Feliz aquel de entre los hombres que sobre la tierra vive que llegó a contemplarlo. Mas el no iniciado en los ritos, el que de ellos no participe, nunca tendrá un destino semejante, al menos una vez muerto bajo la sombría tierra.
(Culto mistérico. Himno a Deméter. Homero. VV. 480-482.)
Sería el emperador Calígula y después su tío Claudio quienes llevaran a Roma ese culto de Isis, tanto como diosa de la vida como, sobre todo, de la muerte. Y el pintor británico Alma-Tadema pintará, en el siglo de las épicas consagraciones artísticas a la historia clásica, su obra Un emperador romano. La obra es excepcional, grandiosa. Su composición asombra y maravilla. En dos escenas diferentes presentará la muerte de Calígula, asesinado por su propia guardia pretoriana, por un lado, y, principalmente, la exaltación o nombramiento del siguiente soberano, el apocado y pusilánime Claudio. Otra obra de ese mismo siglo de grandes escenarios, es la del pintor polaco Henryk Siemiradski (1843-1902): Friné en el festival de Poseidón en Eleusis. Aquí veremos una escena de los cultos de Eleusis en la antigua Grecia, en este caso la presentación de Friné -hermosa cortesana griega- como diosa Afrodita entregada a los mares para su purificación.
Pero, es de nuevo el genio extraordinario de Rembrandt para inmortalizar el rapto de Proserpina llevado a cabo por Plutón -o Hades-, el dios de los infiernos que la llevará al único lugar desde donde no es posible regresar, el que conseguirá que admiremos aún más esta mitología utilizando ahora los claroscuros más sutiles, pensados así para compendiar, bellamente, una leyenda como esta. Dividido diagonalmente, el lienzo de Rembrandt nos permitirá vislumbrar la frontera entre el mundo de los vivos y el de los muertos, entre el cielo de un azul esplendoroso y el fondo opuesto de ese oscuro macilento. Porque aquí son sus cuerpos los que el creador utilizará para delimitar ese paso. La túnica de Proserpina formará así una línea liminar delimitada, un elemento asido ahora por las manos de sus compañeros que tratarán, inútilmente, de que el dios del inframundo no consiga su propósito.

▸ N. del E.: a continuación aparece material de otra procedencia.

//! Example: Parameter sweep over car counts and dispatch policy.
//!
//! This example demonstrates how to:
//! 1. Define a parameter space over scenario knobs
//! 2. Run multiple simulations in parallel
//! 3. Find the configuration with the lowest average wait
//! 4. Export results to CSV

use lift_core::call_strategy::CallStrategyKind;
use lift_core::dispatch::DispatchAlgorithmKind;
use lift_experiments::{
    export_to_csv, find_best_parameters, find_best_result_index, run_parallel_experiments,
    ParameterSpace,
};

fn main() -> Result<(), Box<dyn std::error::Error>> {
    println!("Starting parameter sweep experiment...");

    let space = ParameterSpace::grid()
        .elevators_per_bank(vec![2, 4, 6])
        .num_persons(vec![100, 200])
        .dispatch_algorithm(vec![
            DispatchAlgorithmKind::NearestElevator,
            DispatchAlgorithmKind::FirstIdle,
        ]);

    println!("Generating parameter sets...");
    let parameter_sets = space.generate();
    println!("Generated {} parameter combinations", parameter_sets.len());

    // Run experiments in parallel (uses all available CPU cores by default)
    println!("Running simulations in parallel...");
    let results = run_parallel_experiments(parameter_sets.clone(), None);
    println!("Completed {} simulations", results.len());

    let best_idx = find_best_result_index(&results).expect("No results to analyze");

    println!("\n=== Best Configuration ===");
    let best_result = &results[best_idx];
    println!("Completion rate: {:.2}%", best_result.completion_rate * 100.0);
    println!("Completed rides: {}", best_result.completed_trips);
    println!("Avg wait: {:.1}s", best_result.avg_wait_ms / 1000.0);
    println!("P90 wait: {:.1}s", best_result.p90_wait_ms / 1000.0);
    println!("Avg travel: {:.1}s", best_result.avg_travel_ms / 1000.0);
    println!("Rides per car: {:.1}", best_result.trips_per_elevator);

    if let Some(best_params) = find_best_parameters(&results, &parameter_sets) {
        println!("\n=== Best Parameters ===");
        println!("Floors: {}", best_params.params.floor_count);
        println!("Cars per bank: {}", best_params.params.elevators_per_bank);
        println!("Car capacity: {}", best_params.params.elevator_capacity);
        println!("Persons: {}", best_params.params.num_persons);
        let dispatch = match best_params.params.dispatch_algorithm {
            DispatchAlgorithmKind::NearestElevator => "NearestElevator",
            DispatchAlgorithmKind::FirstIdle => "FirstIdle",
        };
        println!("Dispatch algorithm: {}", dispatch);
        let call_strategy = match best_params.params.call_strategy {
            CallStrategyKind::RandomBank => "RandomBank",
            CallStrategyKind::AllBanks => "AllBanks",
        };
        println!("Call strategy: {}", call_strategy);
    }

    println!("\nExporting results...");
    export_to_csv(&results, &parameter_sets, "experiment_results.csv")?;
    println!("Exported to experiment_results.csv");

    println!("\nExperiment complete!");

    Ok(())
}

(Detalle del óleo de Rembrandt, El Rapto de Proserpina; Fotografía de la escultura helenística y romana del siglo II d. C., Serapis, Cancerbero e Isis-Proserpina, Museo de Arqueología de Heraklion, Creta; Imágenes de Isis-Proserpina, Museo de Heraklion, Creta; Lienzo del pintor polaco Henrik Siemiradski, Friné en el festival de Poseidon en Eleusis, 1889, Museo de Arte Ruso, San Petersburgo; Óleo Un emperador romano, Claudio, 41 dC, del pintor Alma-Tadema, 1871; Obra de Rembrandt, Rapto de Proserpina, 1631, Museo de Berlín; Óleo El regreso de Perséfone, 1891, del pintor prerrafaelita inglés Frederic Leighton.)